The measure, however, did not succeed without controversy. The Senate heavily amended the original House proposal, limiting most enforcement to secondary status. The House went along, and House Bill 99 was sent to Gov. John Kasich, who indicated he would sign it.
The law goes into effect 90 days after Kasich’s approval. A warning period will begin at that time, with ticketing on hold for six months. The fine is $150.
Ohio most likely will take its place as the 39th state to ban texting while driving.
The Senate’s other major change to the legislation was a full ban on use of handheld electronic communications devices by drivers under the age of 18. Enforcement for teens does carry primary enforcement, with fines up to $300 and possible loss of license.

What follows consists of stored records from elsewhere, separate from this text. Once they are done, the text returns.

//! Typing lexicon.

use serde::{Deserialize, Serialize};

use crate::enemy::EnemyCategory;
use crate::rng::SimRng;

/// Word lists per enemy category; longer words for tougher enemies.
#[derive(Debug, Clone, Serialize, Deserialize, PartialEq, Eq)]
pub struct Lexicon {
    /// Short words for minions.
    pub minion: Vec<String>,
    /// Medium words for regular enemies.
    pub standard: Vec<String>,
    /// Long words for elites.
    pub elite: Vec<String>,
    /// Longest words for bosses.
    pub boss: Vec<String>,
}

fn words(list: &[&str]) -> Vec<String> {
    list.iter().map(|w| (*w).to_string()).collect()
}

impl Lexicon {
    /// Built-in word lists.
    #[must_use]
    pub fn builtin() -> Self {
        Self {
            minion: words(&[
                "ash", "bog", "cut", "dew", "elm", "fog", "gnat", "hex", "ink", "jab", "kin", "lug",
                "mud", "nip", "oak", "pry", "rot", "sap", "tar", "vex", "wisp", "yew", "zap",
            ]),
            standard: words(&[
                "ember", "raven", "thorn", "blade", "crest", "drift", "flint", "grove", "haven",
                "lance", "marsh", "quill", "ridge", "spire", "torch", "vigil", "wrath", "arrow",
                "cloak", "frost",
            ]),
            elite: words(&[
                "warlock", "bulwark", "cinder", "fortress", "gauntlet", "lantern", "maelstrom",
                "phantom", "sentinel", "tempest", "vanguard", "wildfire",
            ]),
            boss: words(&[
                "overgrowth",
                "monolithic",
                "witchlight",
                "sovereignty",
                "thunderclap",
                "everlasting",
                "unbreakable",
                "catastrophe",
            ]),
        }
    }

    /// Word list for a category.
    #[must_use]
    pub fn words(&self, category: EnemyCategory) -> &[String] {
        match category {
            EnemyCategory::Minion => &self.minion,
            EnemyCategory::Standard => &self.standard,
            EnemyCategory::Elite => &self.elite,
            EnemyCategory::Boss => &self.boss,
        }
    }

    /// Pick a word for a new enemy.
    ///
    /// Prefers words not in use whose first letter is also unused, so a
    /// single keystroke identifies the target. Falls back to any unused word,
    /// then to the whole list, then to the category name.
    pub fn pick(&self, rng: &mut SimRng, category: EnemyCategory, in_use: &[&str]) -> String {
        let list = self.words(category);
        let unused: Vec<&String> = list
            .iter()
            .filter(|w| !in_use.contains(&w.as_str()))
            .collect();
        let distinct: Vec<&String> = unused
            .iter()
            .copied()
            .filter(|w| {
                let first = w.chars().next();
                !in_use.iter().any(|u| u.chars().next() == first)
            })
            .collect();

        let choice = if !distinct.is_empty() {
            rng.pick(&distinct).copied()
        } else if !unused.is_empty() {
            rng.pick(&unused).copied()
        } else {
            rng.pick(list)
        };
        choice.map_or_else(|| category.name().to_string(), Clone::clone)
    }
}

impl Default for Lexicon {
    fn default() -> Self {
        Self::builtin()
    }
}

#[cfg(test)]
mod tests {
    use super::*;

    #[test]
    fn test_pick_avoids_words_in_use() {
        let lexicon = Lexicon::builtin();
        let mut rng = SimRng::new(4);
        for _ in 0..50 {
            let word = lexicon.pick(&mut rng, EnemyCategory::Standard, &["ember", "raven"]);
            assert_ne!(word, "ember");
            assert_ne!(word, "raven");
            assert!(!word.starts_with('e'));
            assert!(!word.starts_with('r'));
        }
    }

    #[test]
    fn test_pick_falls_back_when_exhausted() {
        let lexicon = Lexicon {
            minion: words(&["ash"]),
            ..Lexicon::builtin()
        };
        let mut rng = SimRng::new(1);
        assert_eq!(lexicon.pick(&mut rng, EnemyCategory::Minion, &["ash"]), "ash");
    }

    #[test]
    fn test_empty_list_uses_category_name() {
        let lexicon = Lexicon {
            boss: Vec::new(),
            ..Lexicon::builtin()
        };
        let mut rng = SimRng::new(1);
        assert_eq!(lexicon.pick(&mut rng, EnemyCategory::Boss, &[]), "boss");
    }

    #[test]
    fn test_words_are_lowercase_ascii() {
        let lexicon = Lexicon::builtin();
        for category in [
            EnemyCategory::Minion,
            EnemyCategory::Standard,
            EnemyCategory::Elite,
            EnemyCategory::Boss,
        ] {
            for word in lexicon.words(category) {
                assert!(word.chars().all(|c| c.is_ascii_lowercase()), "{word}");
            }
        }
    }
}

The secondary enforcement provision for adults means that police need another reason to stop and cite violators, such as weaving or speeding. Police will have to make an on-site determination if a driver appears to be under the age of 18 before making a stop.
State Reps. Rex Damschroder, R-Sandusky County, and Nancy Garland, D-New Albany, spearheaded the legislation.
Ohio’s General Assembly almost certainly has not concluded its debates over distracted driving. Similar laws passed in other states typically inspire bills calling for primary enforcement. And the new measure does not address cell phone use by adults, unless they are using the device to text.
The new law allows for stricter local laws. Cleveland, Toledo, Columbus, Delaware, Belpre, Berea and Zanesville are among the many Ohio cities that already banned texting & driving.
Cleveland is considering a ban on use of handheld cell phones by drivers.
The county that includes Cleveland (Cuyahoga) has been particularly hard hit by distracted driving accidents.